- Task details:
Which of the lines below mention the word "errors"? Pull each one out.

======

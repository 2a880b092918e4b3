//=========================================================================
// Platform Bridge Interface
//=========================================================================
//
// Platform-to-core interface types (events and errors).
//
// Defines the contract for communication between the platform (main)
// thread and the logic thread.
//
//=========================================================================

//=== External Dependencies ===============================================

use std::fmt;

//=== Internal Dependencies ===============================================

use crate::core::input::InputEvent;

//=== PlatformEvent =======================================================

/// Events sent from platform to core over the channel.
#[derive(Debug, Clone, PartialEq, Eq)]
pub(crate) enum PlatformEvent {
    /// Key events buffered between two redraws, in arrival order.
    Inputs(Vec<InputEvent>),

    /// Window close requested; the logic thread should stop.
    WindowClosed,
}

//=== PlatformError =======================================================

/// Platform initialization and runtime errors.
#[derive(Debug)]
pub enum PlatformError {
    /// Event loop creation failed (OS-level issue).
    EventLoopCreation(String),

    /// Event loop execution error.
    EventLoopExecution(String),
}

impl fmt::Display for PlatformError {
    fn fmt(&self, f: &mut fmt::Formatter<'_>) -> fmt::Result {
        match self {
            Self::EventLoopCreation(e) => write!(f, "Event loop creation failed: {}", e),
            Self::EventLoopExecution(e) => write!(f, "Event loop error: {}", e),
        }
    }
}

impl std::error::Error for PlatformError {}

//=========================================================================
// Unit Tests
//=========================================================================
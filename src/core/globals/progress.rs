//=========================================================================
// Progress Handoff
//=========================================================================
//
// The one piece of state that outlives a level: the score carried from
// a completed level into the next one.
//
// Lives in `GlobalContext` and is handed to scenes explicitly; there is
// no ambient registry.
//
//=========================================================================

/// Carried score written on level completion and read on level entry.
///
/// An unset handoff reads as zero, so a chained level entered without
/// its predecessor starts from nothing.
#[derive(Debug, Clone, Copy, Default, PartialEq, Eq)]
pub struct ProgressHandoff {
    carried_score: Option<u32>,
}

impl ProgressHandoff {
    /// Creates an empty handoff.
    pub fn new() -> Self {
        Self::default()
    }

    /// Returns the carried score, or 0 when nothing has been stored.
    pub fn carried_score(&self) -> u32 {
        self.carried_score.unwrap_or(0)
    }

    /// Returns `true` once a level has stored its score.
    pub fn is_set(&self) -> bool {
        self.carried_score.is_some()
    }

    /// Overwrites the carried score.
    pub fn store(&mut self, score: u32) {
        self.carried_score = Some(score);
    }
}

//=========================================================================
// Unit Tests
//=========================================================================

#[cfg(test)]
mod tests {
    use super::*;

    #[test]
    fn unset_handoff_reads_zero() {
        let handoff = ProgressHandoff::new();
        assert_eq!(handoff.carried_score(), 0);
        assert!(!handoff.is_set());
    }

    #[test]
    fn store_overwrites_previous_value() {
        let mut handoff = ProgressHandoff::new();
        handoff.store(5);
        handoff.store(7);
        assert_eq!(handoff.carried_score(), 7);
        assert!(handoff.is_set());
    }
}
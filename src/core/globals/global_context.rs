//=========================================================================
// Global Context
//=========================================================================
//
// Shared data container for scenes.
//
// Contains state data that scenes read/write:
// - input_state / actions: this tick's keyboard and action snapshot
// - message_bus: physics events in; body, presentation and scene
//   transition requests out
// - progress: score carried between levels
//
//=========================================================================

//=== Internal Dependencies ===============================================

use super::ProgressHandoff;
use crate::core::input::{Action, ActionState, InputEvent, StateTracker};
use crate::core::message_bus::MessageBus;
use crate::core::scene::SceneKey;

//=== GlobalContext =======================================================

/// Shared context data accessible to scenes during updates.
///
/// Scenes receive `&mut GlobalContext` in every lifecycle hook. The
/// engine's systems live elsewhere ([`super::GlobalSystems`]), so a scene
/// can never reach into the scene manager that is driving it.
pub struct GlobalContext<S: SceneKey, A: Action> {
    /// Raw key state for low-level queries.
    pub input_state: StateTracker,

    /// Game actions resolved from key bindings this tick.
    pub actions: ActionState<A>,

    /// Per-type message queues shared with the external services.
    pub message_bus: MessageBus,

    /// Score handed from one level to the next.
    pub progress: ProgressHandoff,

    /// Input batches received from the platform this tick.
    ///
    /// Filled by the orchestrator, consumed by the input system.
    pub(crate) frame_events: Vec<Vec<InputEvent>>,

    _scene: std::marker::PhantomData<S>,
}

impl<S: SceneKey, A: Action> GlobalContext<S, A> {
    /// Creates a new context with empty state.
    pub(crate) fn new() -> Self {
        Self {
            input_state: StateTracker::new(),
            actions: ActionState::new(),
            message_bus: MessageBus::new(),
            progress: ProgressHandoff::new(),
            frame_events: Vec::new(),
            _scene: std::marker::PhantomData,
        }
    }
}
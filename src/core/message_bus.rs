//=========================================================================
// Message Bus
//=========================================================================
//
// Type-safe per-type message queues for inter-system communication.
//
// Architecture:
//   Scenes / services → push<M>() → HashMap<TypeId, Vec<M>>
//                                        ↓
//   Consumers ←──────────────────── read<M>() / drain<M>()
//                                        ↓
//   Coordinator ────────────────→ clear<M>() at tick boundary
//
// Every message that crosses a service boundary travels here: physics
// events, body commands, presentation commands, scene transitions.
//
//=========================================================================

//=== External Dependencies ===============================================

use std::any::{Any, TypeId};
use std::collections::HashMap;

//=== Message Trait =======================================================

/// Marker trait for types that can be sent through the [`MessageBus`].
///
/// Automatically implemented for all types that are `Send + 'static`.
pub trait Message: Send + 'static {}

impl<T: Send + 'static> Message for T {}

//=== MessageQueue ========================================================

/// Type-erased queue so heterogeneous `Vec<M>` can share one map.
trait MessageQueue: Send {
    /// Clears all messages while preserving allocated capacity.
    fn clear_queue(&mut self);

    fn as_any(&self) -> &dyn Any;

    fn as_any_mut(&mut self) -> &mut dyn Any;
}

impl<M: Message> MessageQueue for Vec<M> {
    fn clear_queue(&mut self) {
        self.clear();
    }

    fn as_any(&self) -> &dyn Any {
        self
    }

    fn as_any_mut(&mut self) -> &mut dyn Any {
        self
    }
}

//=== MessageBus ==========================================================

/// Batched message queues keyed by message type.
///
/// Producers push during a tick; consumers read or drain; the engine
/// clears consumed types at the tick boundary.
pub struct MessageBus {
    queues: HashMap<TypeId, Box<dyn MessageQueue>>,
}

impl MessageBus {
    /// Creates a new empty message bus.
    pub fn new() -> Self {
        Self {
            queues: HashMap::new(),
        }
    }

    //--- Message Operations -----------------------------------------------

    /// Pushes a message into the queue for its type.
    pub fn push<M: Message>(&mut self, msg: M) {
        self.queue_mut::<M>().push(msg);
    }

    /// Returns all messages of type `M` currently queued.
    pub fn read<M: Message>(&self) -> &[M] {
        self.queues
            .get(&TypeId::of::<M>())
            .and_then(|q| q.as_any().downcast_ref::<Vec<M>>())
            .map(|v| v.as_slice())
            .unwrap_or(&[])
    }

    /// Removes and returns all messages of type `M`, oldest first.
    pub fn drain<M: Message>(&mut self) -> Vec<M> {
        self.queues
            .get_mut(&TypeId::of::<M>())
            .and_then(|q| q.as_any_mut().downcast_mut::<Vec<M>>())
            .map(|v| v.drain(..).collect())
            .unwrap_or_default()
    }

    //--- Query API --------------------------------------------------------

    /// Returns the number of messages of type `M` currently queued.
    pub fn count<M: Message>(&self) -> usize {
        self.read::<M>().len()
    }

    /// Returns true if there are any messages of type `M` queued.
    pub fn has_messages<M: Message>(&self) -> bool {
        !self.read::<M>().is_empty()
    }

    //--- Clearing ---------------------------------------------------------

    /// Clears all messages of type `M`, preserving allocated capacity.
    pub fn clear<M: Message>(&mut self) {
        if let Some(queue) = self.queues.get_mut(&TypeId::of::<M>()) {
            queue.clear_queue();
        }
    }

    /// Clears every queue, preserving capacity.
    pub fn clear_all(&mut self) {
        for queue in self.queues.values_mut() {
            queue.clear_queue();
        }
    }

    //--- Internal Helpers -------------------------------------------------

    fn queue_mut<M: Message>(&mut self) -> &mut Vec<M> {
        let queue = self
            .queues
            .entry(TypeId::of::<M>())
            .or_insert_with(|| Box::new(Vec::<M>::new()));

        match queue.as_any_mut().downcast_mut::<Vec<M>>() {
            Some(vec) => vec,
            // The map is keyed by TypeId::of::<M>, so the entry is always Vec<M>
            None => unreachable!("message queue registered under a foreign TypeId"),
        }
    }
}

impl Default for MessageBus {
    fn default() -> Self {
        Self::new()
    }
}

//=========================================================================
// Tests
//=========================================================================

======

- Response to the exercise:
// Platform-to-core interface types (events and errors).
/// Platform initialization and runtime errors.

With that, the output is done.